PROBLEM TO SOLVE: Take each line of the data that contains the string "processed" and copy it.

++++++

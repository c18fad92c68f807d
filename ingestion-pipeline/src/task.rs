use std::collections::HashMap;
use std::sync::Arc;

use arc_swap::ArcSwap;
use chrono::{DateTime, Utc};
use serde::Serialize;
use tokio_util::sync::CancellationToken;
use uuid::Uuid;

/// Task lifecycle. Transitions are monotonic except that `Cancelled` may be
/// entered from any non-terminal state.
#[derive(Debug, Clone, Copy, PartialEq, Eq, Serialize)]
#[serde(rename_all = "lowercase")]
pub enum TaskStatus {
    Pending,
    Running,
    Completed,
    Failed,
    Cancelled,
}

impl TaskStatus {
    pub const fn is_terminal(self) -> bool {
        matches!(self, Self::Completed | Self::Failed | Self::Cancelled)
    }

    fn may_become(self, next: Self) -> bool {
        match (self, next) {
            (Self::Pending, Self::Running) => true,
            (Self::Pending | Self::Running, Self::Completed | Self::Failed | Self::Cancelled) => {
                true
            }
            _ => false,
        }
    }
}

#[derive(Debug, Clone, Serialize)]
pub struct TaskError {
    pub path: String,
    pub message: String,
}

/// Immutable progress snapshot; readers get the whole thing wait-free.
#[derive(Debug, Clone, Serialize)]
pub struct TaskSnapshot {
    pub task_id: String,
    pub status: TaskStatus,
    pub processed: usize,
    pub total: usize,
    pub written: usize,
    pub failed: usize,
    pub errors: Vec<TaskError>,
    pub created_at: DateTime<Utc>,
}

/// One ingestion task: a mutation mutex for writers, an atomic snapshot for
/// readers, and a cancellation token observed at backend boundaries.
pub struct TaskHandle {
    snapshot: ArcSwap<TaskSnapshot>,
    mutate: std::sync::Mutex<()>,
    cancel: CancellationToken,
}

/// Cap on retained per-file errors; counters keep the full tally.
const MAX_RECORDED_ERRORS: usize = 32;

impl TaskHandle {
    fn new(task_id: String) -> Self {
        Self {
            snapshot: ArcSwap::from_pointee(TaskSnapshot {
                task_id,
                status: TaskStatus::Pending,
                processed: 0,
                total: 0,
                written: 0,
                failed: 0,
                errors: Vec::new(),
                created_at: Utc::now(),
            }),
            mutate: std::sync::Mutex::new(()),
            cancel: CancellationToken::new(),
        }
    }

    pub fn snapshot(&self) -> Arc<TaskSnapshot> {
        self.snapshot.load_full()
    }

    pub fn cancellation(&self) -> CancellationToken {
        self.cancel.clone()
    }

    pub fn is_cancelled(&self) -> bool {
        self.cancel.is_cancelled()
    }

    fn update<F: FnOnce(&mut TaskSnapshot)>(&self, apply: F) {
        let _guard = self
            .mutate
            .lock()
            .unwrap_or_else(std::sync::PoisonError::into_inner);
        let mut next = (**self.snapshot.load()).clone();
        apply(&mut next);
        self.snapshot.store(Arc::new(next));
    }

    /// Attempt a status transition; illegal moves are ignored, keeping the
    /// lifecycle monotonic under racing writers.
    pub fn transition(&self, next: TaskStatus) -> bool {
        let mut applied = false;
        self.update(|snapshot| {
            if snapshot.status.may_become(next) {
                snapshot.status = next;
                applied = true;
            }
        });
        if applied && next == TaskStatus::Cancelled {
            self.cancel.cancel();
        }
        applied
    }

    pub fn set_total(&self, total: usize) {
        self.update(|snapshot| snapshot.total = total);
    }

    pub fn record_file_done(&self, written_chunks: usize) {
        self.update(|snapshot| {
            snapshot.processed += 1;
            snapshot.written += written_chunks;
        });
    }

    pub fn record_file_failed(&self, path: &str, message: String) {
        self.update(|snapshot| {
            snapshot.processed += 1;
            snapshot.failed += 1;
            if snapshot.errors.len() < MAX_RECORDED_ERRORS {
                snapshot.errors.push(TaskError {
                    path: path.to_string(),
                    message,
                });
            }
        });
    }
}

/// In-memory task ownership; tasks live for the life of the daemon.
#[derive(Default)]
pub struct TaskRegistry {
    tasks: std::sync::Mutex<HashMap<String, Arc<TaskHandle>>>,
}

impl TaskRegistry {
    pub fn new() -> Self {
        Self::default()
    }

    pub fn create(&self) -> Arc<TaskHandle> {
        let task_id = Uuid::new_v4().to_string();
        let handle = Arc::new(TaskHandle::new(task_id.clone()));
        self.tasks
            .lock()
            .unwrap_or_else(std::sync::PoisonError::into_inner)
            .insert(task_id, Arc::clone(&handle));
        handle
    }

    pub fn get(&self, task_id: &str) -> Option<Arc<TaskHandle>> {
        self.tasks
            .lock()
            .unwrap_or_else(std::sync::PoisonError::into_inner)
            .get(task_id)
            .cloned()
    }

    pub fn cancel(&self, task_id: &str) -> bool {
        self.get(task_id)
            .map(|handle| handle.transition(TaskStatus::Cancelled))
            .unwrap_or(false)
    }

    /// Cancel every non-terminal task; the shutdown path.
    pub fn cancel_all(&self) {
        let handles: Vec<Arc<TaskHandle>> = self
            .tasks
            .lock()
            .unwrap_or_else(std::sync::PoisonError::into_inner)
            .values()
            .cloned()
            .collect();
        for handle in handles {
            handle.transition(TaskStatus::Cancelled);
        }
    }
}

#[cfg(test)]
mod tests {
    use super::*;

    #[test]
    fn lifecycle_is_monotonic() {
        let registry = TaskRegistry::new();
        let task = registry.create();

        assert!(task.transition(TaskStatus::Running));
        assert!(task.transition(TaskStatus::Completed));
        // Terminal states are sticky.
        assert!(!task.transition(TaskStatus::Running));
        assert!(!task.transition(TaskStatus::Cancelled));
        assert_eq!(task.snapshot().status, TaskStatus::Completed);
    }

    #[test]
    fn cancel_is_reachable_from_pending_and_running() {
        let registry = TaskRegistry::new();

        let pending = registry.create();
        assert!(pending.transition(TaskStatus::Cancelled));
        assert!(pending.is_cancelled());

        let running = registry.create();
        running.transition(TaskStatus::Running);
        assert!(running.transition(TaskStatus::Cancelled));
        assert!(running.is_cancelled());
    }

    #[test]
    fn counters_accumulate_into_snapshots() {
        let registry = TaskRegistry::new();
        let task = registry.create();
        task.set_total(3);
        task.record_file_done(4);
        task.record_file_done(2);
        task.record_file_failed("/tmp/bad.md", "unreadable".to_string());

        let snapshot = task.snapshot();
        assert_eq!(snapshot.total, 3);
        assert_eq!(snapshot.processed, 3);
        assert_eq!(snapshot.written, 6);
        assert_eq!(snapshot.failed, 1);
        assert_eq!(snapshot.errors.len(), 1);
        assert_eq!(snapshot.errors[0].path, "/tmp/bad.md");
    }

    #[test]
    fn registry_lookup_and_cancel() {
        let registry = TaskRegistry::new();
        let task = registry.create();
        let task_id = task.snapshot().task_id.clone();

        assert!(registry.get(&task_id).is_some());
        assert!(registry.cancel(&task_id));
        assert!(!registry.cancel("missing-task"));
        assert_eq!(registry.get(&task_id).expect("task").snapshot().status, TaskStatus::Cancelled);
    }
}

++++++

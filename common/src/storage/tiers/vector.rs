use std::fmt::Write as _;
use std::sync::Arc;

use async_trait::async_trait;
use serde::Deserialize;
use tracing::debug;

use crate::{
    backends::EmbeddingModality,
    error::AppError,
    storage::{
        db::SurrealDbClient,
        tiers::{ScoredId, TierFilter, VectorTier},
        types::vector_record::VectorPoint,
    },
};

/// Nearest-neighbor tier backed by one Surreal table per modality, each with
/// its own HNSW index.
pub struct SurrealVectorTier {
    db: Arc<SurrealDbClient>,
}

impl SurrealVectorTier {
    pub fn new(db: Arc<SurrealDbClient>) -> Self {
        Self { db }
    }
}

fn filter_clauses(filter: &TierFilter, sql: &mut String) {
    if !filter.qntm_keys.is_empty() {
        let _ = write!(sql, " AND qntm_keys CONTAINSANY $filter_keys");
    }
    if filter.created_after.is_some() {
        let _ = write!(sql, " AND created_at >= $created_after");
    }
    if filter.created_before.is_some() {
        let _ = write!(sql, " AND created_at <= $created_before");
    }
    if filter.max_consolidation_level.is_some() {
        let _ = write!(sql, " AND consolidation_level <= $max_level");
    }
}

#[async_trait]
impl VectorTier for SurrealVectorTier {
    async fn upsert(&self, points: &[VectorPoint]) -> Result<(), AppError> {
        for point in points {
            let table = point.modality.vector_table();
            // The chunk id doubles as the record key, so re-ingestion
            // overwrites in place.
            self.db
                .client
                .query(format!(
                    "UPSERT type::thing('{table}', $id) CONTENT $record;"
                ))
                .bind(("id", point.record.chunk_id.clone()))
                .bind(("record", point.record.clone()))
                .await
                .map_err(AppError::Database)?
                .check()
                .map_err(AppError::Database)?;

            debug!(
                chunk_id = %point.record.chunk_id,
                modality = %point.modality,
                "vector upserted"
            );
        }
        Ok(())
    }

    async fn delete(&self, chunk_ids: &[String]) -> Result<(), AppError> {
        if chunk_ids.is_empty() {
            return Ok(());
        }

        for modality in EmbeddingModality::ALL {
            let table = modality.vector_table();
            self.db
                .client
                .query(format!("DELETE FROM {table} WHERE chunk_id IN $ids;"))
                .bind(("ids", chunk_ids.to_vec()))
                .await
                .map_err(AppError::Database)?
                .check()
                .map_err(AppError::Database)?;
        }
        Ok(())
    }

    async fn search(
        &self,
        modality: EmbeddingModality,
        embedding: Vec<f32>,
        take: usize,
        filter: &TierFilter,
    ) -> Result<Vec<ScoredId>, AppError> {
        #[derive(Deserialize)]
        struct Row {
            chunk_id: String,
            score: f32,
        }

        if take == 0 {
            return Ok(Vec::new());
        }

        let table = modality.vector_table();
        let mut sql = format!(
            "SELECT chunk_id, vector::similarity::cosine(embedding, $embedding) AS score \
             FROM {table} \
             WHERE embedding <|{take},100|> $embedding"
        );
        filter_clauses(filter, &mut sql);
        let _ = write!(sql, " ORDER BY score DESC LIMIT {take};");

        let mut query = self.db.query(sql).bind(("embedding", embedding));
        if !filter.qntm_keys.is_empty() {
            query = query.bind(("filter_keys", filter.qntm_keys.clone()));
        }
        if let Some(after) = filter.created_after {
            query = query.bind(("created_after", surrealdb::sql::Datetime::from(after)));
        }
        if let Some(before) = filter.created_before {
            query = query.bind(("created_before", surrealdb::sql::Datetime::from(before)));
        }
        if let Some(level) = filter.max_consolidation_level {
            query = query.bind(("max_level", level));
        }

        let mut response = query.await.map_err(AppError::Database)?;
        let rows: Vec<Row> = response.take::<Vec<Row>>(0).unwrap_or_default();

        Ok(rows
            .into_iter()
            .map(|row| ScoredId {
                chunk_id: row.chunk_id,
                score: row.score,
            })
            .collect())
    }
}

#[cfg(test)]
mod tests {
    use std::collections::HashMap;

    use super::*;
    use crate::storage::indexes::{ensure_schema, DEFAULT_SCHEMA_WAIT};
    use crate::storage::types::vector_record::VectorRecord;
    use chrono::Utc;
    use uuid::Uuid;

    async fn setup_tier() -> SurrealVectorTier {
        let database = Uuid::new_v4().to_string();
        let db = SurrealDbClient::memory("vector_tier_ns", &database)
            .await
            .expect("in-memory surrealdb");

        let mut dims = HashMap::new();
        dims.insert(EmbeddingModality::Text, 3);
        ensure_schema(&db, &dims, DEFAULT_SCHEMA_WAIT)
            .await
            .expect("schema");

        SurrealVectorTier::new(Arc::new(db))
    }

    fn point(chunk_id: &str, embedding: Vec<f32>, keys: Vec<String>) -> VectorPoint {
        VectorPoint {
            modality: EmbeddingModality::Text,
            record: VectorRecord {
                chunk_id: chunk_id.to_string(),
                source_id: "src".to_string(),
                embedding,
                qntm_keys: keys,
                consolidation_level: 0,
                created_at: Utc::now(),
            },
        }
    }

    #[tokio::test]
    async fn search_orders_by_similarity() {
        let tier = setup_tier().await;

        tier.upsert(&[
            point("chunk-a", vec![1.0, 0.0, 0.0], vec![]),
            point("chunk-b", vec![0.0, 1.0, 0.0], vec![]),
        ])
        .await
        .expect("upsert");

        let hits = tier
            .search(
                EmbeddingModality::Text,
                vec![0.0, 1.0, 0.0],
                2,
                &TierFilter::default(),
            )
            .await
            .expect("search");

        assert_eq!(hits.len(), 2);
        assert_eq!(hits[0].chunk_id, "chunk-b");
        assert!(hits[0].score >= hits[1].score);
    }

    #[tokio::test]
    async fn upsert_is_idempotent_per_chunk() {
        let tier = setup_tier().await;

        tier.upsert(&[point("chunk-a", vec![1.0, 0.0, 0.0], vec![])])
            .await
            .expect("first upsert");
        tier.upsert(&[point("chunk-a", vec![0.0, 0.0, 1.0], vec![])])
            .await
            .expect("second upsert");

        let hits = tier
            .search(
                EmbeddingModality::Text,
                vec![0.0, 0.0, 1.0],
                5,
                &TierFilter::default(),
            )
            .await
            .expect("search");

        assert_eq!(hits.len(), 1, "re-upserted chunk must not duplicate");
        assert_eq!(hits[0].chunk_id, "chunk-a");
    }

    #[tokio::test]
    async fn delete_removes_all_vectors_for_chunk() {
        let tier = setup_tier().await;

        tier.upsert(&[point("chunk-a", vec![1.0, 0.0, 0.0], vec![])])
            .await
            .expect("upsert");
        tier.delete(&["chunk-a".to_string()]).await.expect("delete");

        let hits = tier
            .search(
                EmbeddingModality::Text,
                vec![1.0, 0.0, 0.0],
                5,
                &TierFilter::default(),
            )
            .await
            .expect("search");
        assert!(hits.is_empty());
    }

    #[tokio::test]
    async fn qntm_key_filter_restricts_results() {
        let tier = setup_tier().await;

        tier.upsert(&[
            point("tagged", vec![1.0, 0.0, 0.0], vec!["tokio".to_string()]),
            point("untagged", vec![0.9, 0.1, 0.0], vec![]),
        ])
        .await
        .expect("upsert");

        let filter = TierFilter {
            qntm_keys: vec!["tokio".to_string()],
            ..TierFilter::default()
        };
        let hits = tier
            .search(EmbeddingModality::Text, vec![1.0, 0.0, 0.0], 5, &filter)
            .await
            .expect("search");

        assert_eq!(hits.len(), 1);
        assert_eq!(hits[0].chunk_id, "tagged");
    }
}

++++++

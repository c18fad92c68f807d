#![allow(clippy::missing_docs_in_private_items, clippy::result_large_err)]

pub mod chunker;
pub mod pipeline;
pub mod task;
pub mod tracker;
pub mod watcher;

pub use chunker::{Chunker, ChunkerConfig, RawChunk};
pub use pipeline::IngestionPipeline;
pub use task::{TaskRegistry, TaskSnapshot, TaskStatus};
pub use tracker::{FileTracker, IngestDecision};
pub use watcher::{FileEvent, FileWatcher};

++++++

OUTPUT FOR THIS TASK:
    pub processed: usize,
                processed: 0,
            snapshot.processed += 1;
            snapshot.processed += 1;
        assert_eq!(snapshot.processed, 3);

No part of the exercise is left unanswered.